• _ABOUT THIS TASK_:
Every line below that holds the string "beta" must be copied.

Dataset entries

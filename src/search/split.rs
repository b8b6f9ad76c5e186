use std::sync::atomic::{AtomicBool, Ordering};
use std::sync::{Arc, Condvar, Mutex};

use crate::board::position::{Board, Move, NO_MOVE};
use crate::movegen::selector::MoveSelector;
use crate::search::search::INF;

#[derive(Debug, Clone, Copy, PartialEq, Eq)]
pub enum NodeType {
    Pv,
    Cut,
    All,
}

/// Onno Garms' node classification: the first child of a PV node is PV,
/// the first child of a CUT node is ALL, everything else alternates.
#[inline(always)]
pub fn child_node_type(parent: NodeType, legal_searched: usize) -> NodeType {
    match parent {
        NodeType::Pv => {
            if legal_searched == 0 {
                NodeType::Pv
            } else {
                NodeType::Cut
            }
        }
        NodeType::Cut => {
            if legal_searched == 0 {
                NodeType::All
            } else {
                NodeType::Cut
            }
        }
        NodeType::All => NodeType::Cut,
    }
}

/// Per-ply scratch owned by one worker; never shared.
#[derive(Debug, Clone, Copy)]
pub struct StackItem {
    pub hash_key: u64,
    pub eval: i32,
    pub killers: [Move; 2],
    pub in_check: bool,
    pub can_null: bool,
    pub singular_move: Move,
}

impl StackItem {
    pub const fn new() -> Self {
        StackItem {
            hash_key: 0,
            eval: -INF,
            killers: [NO_MOVE; 2],
            in_check: false,
            can_null: true,
            singular_move: NO_MOVE,
        }
    }

    #[inline(always)]
    pub fn update_killers(&mut self, mv: Move) {
        if self.killers[0] != mv {
            self.killers[1] = self.killers[0];
            self.killers[0] = mv;
        }
    }

    #[inline(always)]
    pub fn is_killer(&self, mv: Move) -> bool {
        mv == self.killers[0] || mv == self.killers[1]
    }
}

impl Default for StackItem {
    fn default() -> Self {
        Self::new()
    }
}

/// The shared, mutex-guarded half of a split point.
pub struct SpInner {
    pub alpha: i32,
    pub beta: i32,
    pub best: i32,
    pub best_move: Move,
    pub best_pv: Vec<Move>,
    pub legal_searched: usize,
    pub node_count: u64,
    pub servant_mask: u64,
    pub cutoff: bool,
    pub worker_finished: bool,
}

/// A node whose remaining sibling moves are open for adoption. The
/// immutable snapshot lets any worker reconstruct the position; all
/// mutable search state lives behind one mutex, and `cancel` is the only
/// field ever touched without it.
pub struct SplitPoint {
    pub depth: i32,
    pub ply: usize,
    pub node_type: NodeType,
    pub checked: bool,
    pub extensions_left: i32,
    pub board: Board,
    pub item: StackItem,
    /// Hash keys of the master's path from the root to this node, so a
    /// servant's repetition scan sees the same history the master would.
    pub path: Vec<u64>,
    pub reps: Arc<Vec<u64>>,
    pub master: usize,
    pub parent: Option<Arc<SplitPoint>>,
    pub selector: Mutex<MoveSelector>,
    pub cancel: AtomicBool,
    pub moves_exhausted: AtomicBool,
    pub inner: Mutex<SpInner>,
    pub changed: Condvar,
}

impl SplitPoint {
    /// True when this split point or any split point above it has been
    /// cancelled; servants poll this between moves, which is how a beta
    /// cutoff reaches every worker below it.
    pub fn is_cancelled(&self) -> bool {
        if self.cancel.load(Ordering::Relaxed) {
            return true;
        }
        let mut parent = self.parent.as_ref();
        while let Some(sp) = parent {
            if sp.cancel.load(Ordering::Relaxed) {
                return true;
            }
            parent = sp.parent.as_ref();
        }
        false
    }

    /// True when `ancestor` appears in this split point's parent chain
    /// (or is this split point itself); the helpful-master rule only
    /// allows a master to adopt work below its own split point.
    pub fn descends_from(self: &Arc<Self>, ancestor: &Arc<SplitPoint>) -> bool {
        if Arc::ptr_eq(self, ancestor) {
            return true;
        }
        let mut parent = self.parent.as_ref();
        while let Some(sp) = parent {
            if Arc::ptr_eq(sp, ancestor) {
                return true;
            }
            parent = sp.parent.as_ref();
        }
        false
    }

    /// A worker volunteers: claims a servant bit unless the split point
    /// is already finished or cut off.
    pub fn try_join(&self, worker_id: usize) -> bool {
        let mut inner = self.inner.lock().unwrap();
        if inner.cutoff || inner.worker_finished || self.cancel.load(Ordering::Relaxed) {
            return false;
        }
        if inner.servant_mask & (1u64 << worker_id) != 0 {
            return false;
        }
        inner.servant_mask |= 1u64 << worker_id;
        true
    }

    pub fn leave(&self, worker_id: usize) {
        let mut inner = self.inner.lock().unwrap();
        inner.servant_mask &= !(1u64 << worker_id);
        if inner.servant_mask == 0 {
            self.changed.notify_all();
        }
    }

    pub fn has_servants(&self) -> bool {
        self.inner.lock().unwrap().servant_mask != 0
    }
}

#[cfg(test)]
mod tests {
    use super::*;

    #[test]
    fn test_child_node_type() {
        assert_eq!(child_node_type(NodeType::Pv, 0), NodeType::Pv);
        assert_eq!(child_node_type(NodeType::Pv, 1), NodeType::Cut);
        assert_eq!(child_node_type(NodeType::Cut, 0), NodeType::All);
        assert_eq!(child_node_type(NodeType::Cut, 3), NodeType::Cut);
        assert_eq!(child_node_type(NodeType::All, 0), NodeType::Cut);
    }

    #[test]
    fn test_killers() {
        let mut item = StackItem::new();
        let a = Move(1);
        let b = Move(2);
        item.update_killers(a);
        assert!(item.is_killer(a));
        item.update_killers(b);
        assert!(item.is_killer(a) && item.is_killer(b));
        // storing the same killer twice must not evict the other slot
        item.update_killers(b);
        assert!(item.is_killer(a));
    }
}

• _OUTPUT OF THE TASK_:
    pub beta: i32,
    /// cancelled; servants poll this between moves, which is how a beta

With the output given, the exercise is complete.